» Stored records
pub mod helpers;
pub mod mock_rpc;
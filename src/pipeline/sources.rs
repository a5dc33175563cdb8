//! Seams between the pipeline and the outside world. Production code plugs
//! in [`crate::rpc::ChainRpcClient`] and [`crate::api::ProposalApiClient`];
//! tests plug in scripted fakes.

use crate::api::payload::RawProposal;
use crate::pipeline::outcome::Outcome;
use crate::pipeline::record::ProposalRecord;
use anyhow::Result;
use futures::future::BoxFuture;

/// Read-only source of the current record count.
pub trait ProposalCountSource: Send + Sync {
    fn proposal_count(&self) -> BoxFuture<'_, Result<u64>>;
}

/// Read-only point lookup of one raw record.
pub trait ProposalSource: Send + Sync {
    fn fetch_proposal(&self, id: u64) -> BoxFuture<'_, Result<RawProposal>>;
}

/// Maps an address-like string to an optional display name.
pub trait NameSource: Send + Sync {
    fn lookup_name<'a>(&'a self, address: &'a str) -> BoxFuture<'a, Result<Option<String>>>;
}

/// Produces a finished record for one identifier, or a skip.
pub trait RecordLookup: Send + Sync {
    fn lookup(&self, id: u64) -> BoxFuture<'_, Outcome<ProposalRecord>>;
}
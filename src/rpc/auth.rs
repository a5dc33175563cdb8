//! HTTP authentication helpers for RPC providers that sit behind basic auth.

use anyhow::{Context, Result};
use base64::{engine::general_purpose::STANDARD as BASE64_STANDARD, Engine as _};
use jsonrpsee::http_client::{HeaderMap, HeaderValue};

pub(crate) fn build_auth_headers(credentials: Option<(&str, &str)>) -> Result<HeaderMap> {
    let mut headers = HeaderMap::new();
    let Some((user, password)) = credentials else {
        return Ok(headers);
    };

    let encoded = BASE64_STANDARD.encode(format!("{user}:{password}"));
    let value = HeaderValue::from_str(&format!("Basic {encoded}"))
        .context("failed to build Authorization header")?;
    headers.insert("Authorization", value);
    Ok(headers)
}
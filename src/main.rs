//! B站视频数据监控 - 服务入口
//!
//! 功能:
//! - 使用 WBI 签名抓取视频详情和UP主信息
//! - 限制并发的批量刷新
//! - 提供HTTP接口管理被跟踪的视频
//! - 可选的定时刷新和外部播放量预测

use bili_monitor::batch::DEFAULT_MAX_CONCURRENCY;
use bili_monitor::client::{ClientConfig, PlatformClient};
use bili_monitor::crawler;
use bili_monitor::prediction::PredictionClient;
use bili_monitor::server::{self, AppContext};
use bili_monitor::state::SharedState;
use clap::Parser;
use std::sync::Arc;
use tokio::signal;
use tracing::{info, warn, Level};
use tracing_subscriber::FmtSubscriber;

/// B站视频数据监控服务
#[derive(Parser, Debug, Clone)]
#[command(author, version, about, long_about = None)]
pub struct Args {
    /// 监听地址
    #[arg(long, default_value = "0.0.0.0")]
    host: String,

    /// 监听端口
    #[arg(long, default_value_t = 5000)]
    port: u16,

    /// 定时刷新间隔(秒)，0 表示关闭
    #[arg(long, default_value_t = 0)]
    interval: u64,

    /// 批量抓取并发数，保持较低以免触发风控
    #[arg(long, default_value_t = DEFAULT_MAX_CONCURRENCY)]
    max_concurrency: usize,

    /// B站登录 Cookie
    #[arg(long, env = "BILI_COOKIE")]
    cookie: Option<String>,

    /// 播放量预测服务地址
    #[arg(long, env = "VIEWSIGHT_SERVER_URL")]
    prediction_url: Option<String>,

    /// 启动时抓取并跟踪的视频 BV 号
    #[arg(long = "video")]
    videos: Vec<String>,
}

#[tokio::main]
async fn main() -> Result<(), Box<dyn std::error::Error>> {
    // 初始化日志
    FmtSubscriber::builder()
        .with_max_level(Level::INFO)
        .with_target(false)
        .with_thread_ids(false)
        .compact()
        .init();

    let args = Args::parse();

    info!(
        "[bili] Starting Bilibili monitor on {}:{}",
        args.host, args.port
    );

    let client = Arc::new(PlatformClient::new(ClientConfig::default())?);
    if let Some(cookie) = args.cookie.as_deref() {
        client.set_credential_cookie(cookie);
        info!("[bili] Using credential cookie from configuration");
    }

    let predictor = match args.prediction_url.as_deref() {
        Some(url) => {
            let predictor = PredictionClient::new(url)?;
            info!("[bili] Prediction service: {}", predictor.server_url());
            Some(predictor)
        }
        None => {
            warn!("[bili] No prediction service configured");
            None
        }
    };

    // 创建共享状态
    let state = Arc::new(SharedState::new());
    let ctx = Arc::new(AppContext::new(
        Arc::clone(&state),
        client,
        predictor,
        args.max_concurrency,
    ));

    if !args.videos.is_empty() {
        let initial_ctx = Arc::clone(&ctx);
        let videos = args.videos.clone();
        tokio::spawn(async move {
            if let Some(updated) = server::refresh_batch(&initial_ctx, &videos).await {
                info!("[bili] Initial fetch tracked {}/{} videos", updated.len(), videos.len());
            }
        });
    }

    // 启动定时刷新任务
    let crawler_handle = if args.interval > 0 {
        let crawler_ctx = Arc::clone(&ctx);
        let interval = args.interval;
        Some(tokio::spawn(async move {
            crawler::run_polling_task(crawler_ctx, interval).await;
        }))
    } else {
        info!("[bili] Scheduled refresh disabled");
        None
    };

    // 启动HTTP服务器
    let server_ctx = Arc::clone(&ctx);
    let _server_handle = tokio::spawn(async move {
        if let Err(e) = server::run_server(server_ctx, &args.host, args.port).await {
            tracing::error!("[bili] Server error: {}", e);
        }
    });

    // 等待 Ctrl+C 信号
    signal::ctrl_c().await?;
    info!("[bili] Received shutdown signal, stopping...");

    // 设置停止标志
    state.set_stop(true);

    if let Some(handle) = crawler_handle {
        tokio::select! {
            _ = handle => {
                info!("[bili] Refresh task stopped");
            }
            _ = tokio::time::sleep(std::time::Duration::from_secs(5)) => {
                info!("[bili] Timeout waiting for refresh task");
            }
        }
    }

    info!("[bili] Shutdown complete");
    Ok(())
}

» How to complete this task
Copy out the lines above exactly, beginning at the one that contains "Using credential cookie" and ending at the one that contains "let server_ctx = Arc::clone(&ctx);".

» Response to this exercise
        info!("[bili] Using credential cookie from configuration");
    }

    let predictor = match args.prediction_url.as_deref() {
        Some(url) => {
            let predictor = PredictionClient::new(url)?;
            info!("[bili] Prediction service: {}", predictor.server_url());
            Some(predictor)
        }
        None => {
            warn!("[bili] No prediction service configured");
            None
        }
    };

    // 创建共享状态
    let state = Arc::new(SharedState::new());
    let ctx = Arc::new(AppContext::new(
        Arc::clone(&state),
        client,
        predictor,
        args.max_concurrency,
    ));

    if !args.videos.is_empty() {
        let initial_ctx = Arc::clone(&ctx);
        let videos = args.videos.clone();
        tokio::spawn(async move {
            if let Some(updated) = server::refresh_batch(&initial_ctx, &videos).await {
                info!("[bili] Initial fetch tracked {}/{} videos", updated.len(), videos.len());
            }
        });
    }

    // 启动定时刷新任务
    let crawler_handle = if args.interval > 0 {
        let crawler_ctx = Arc::clone(&ctx);
        let interval = args.interval;
        Some(tokio::spawn(async move {
            crawler::run_polling_task(crawler_ctx, interval).await;
        }))
    } else {
        info!("[bili] Scheduled refresh disabled");
        None
    };

    // 启动HTTP服务器
    let server_ctx = Arc::clone(&ctx);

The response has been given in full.